* Your objective
All lines holding the word "ProofVerifier" should be located in the records and copied.

• • • •

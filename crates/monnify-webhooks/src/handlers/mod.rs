//! API handlers.

pub mod health;
pub mod webhooks;
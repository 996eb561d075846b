//! # Mock Light Client
//!
//! A [`ProofVerifier`] that tracks a counterparty chain by recording a copy
//! of its committed store at each height. Membership proofs are checked
//! against that copy, so a two-chain test harness exercises real proof
//! failures (stale heights, forged values) without Merkle proofs.
//!
//! Clones share state: the harness keeps one handle to feed updates while
//! the keeper owns another.

use std::collections::BTreeMap;
use std::sync::Arc;

use parking_lot::RwLock;
use tracing::debug;

use crate::domain::{ClientId, CommitmentProof, Height, Path, ProofError, Timestamp};
use crate::ports::{KeyValueStore, ProofVerifier};

use super::memory_store::InMemoryStore;

#[derive(Debug, Default)]
struct ClientState {
    latest: Height,
    consensus: BTreeMap<Height, ConsensusState>,
}

#[derive(Debug)]
struct ConsensusState {
    timestamp: Timestamp,
    root: InMemoryStore,
}

/// Light client backed by counterparty store snapshots.
#[derive(Clone, Debug, Default)]
pub struct MockLightClient {
    clients: Arc<RwLock<BTreeMap<ClientId, ClientState>>>,
}

impl MockLightClient {
    /// Create a light client with no clients registered.
    pub fn new() -> Self {
        Self::default()
    }

    /// Record the counterparty's committed store at `height`.
    ///
    /// Creates the client on first use. The latest height only moves forward.
    pub fn update_client(
        &self,
        client_id: &ClientId,
        height: Height,
        timestamp: Timestamp,
        root: InMemoryStore,
    ) {
        let mut clients = self.clients.write();
        let client = clients.entry(client_id.clone()).or_default();
        if height > client.latest {
            client.latest = height;
        }
        client
            .consensus
            .insert(height, ConsensusState { timestamp, root });
        debug!(
            "[qc-15] Light client {} updated to {} ({} keys)",
            client_id,
            height,
            client.consensus.get(&height).map_or(0, |c| c.root.len())
        );
    }

    fn with_root<T>(
        &self,
        client_id: &ClientId,
        height: Height,
        f: impl FnOnce(&InMemoryStore) -> Result<T, ProofError>,
    ) -> Result<T, ProofError> {
        let clients = self.clients.read();
        let client = clients
            .get(client_id)
            .ok_or_else(|| ProofError::ClientNotFound(client_id.clone()))?;
        let consensus =
            client
                .consensus
                .get(&height)
                .ok_or_else(|| ProofError::ConsensusStateNotFound {
                    client_id: client_id.clone(),
                    height,
                })?;
        f(&consensus.root)
    }
}

impl ProofVerifier for MockLightClient {
    fn latest_height(&self, client_id: &ClientId) -> Result<Height, ProofError> {
        self.clients
            .read()
            .get(client_id)
            .map(|c| c.latest)
            .ok_or_else(|| ProofError::ClientNotFound(client_id.clone()))
    }

    fn consensus_timestamp(
        &self,
        client_id: &ClientId,
        height: Height,
    ) -> Result<Timestamp, ProofError> {
        let clients = self.clients.read();
        let client = clients
            .get(client_id)
            .ok_or_else(|| ProofError::ClientNotFound(client_id.clone()))?;
        client
            .consensus
            .get(&height)
            .map(|c| c.timestamp)
            .ok_or_else(|| ProofError::ConsensusStateNotFound {
                client_id: client_id.clone(),
                height,
            })
    }

    fn verify_membership(
        &self,
        client_id: &ClientId,
        height: Height,
        proof: &CommitmentProof,
        path: &Path,
        value: &[u8],
    ) -> Result<(), ProofError> {
        if proof.is_empty() {
            return Err(ProofError::EmptyProof);
        }
        self.with_root(client_id, height, |root| {
            let key = path.to_key();
            match root.get(&key) {
                Ok(Some(stored)) if stored == value => Ok(()),
                _ => Err(ProofError::MembershipFailed {
                    path: path.to_string(),
                }),
            }
        })
    }

    fn verify_non_membership(
        &self,
        client_id: &ClientId,
        height: Height,
        proof: &CommitmentProof,
        path: &Path,
    ) -> Result<(), ProofError> {
        if proof.is_empty() {
            return Err(ProofError::EmptyProof);
        }
        self.with_root(client_id, height, |root| {
            let key = path.to_key();
            match root.exists(&key) {
                Ok(false) => Ok(()),
                _ => Err(ProofError::NonMembershipFailed {
                    path: path.to_string(),
                }),
            }
        })
    }
}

• • • •

* Answer to this problem
//! A [`ProofVerifier`] that tracks a counterparty chain by recording a copy
use crate::ports::{KeyValueStore, ProofVerifier};
impl ProofVerifier for MockLightClient {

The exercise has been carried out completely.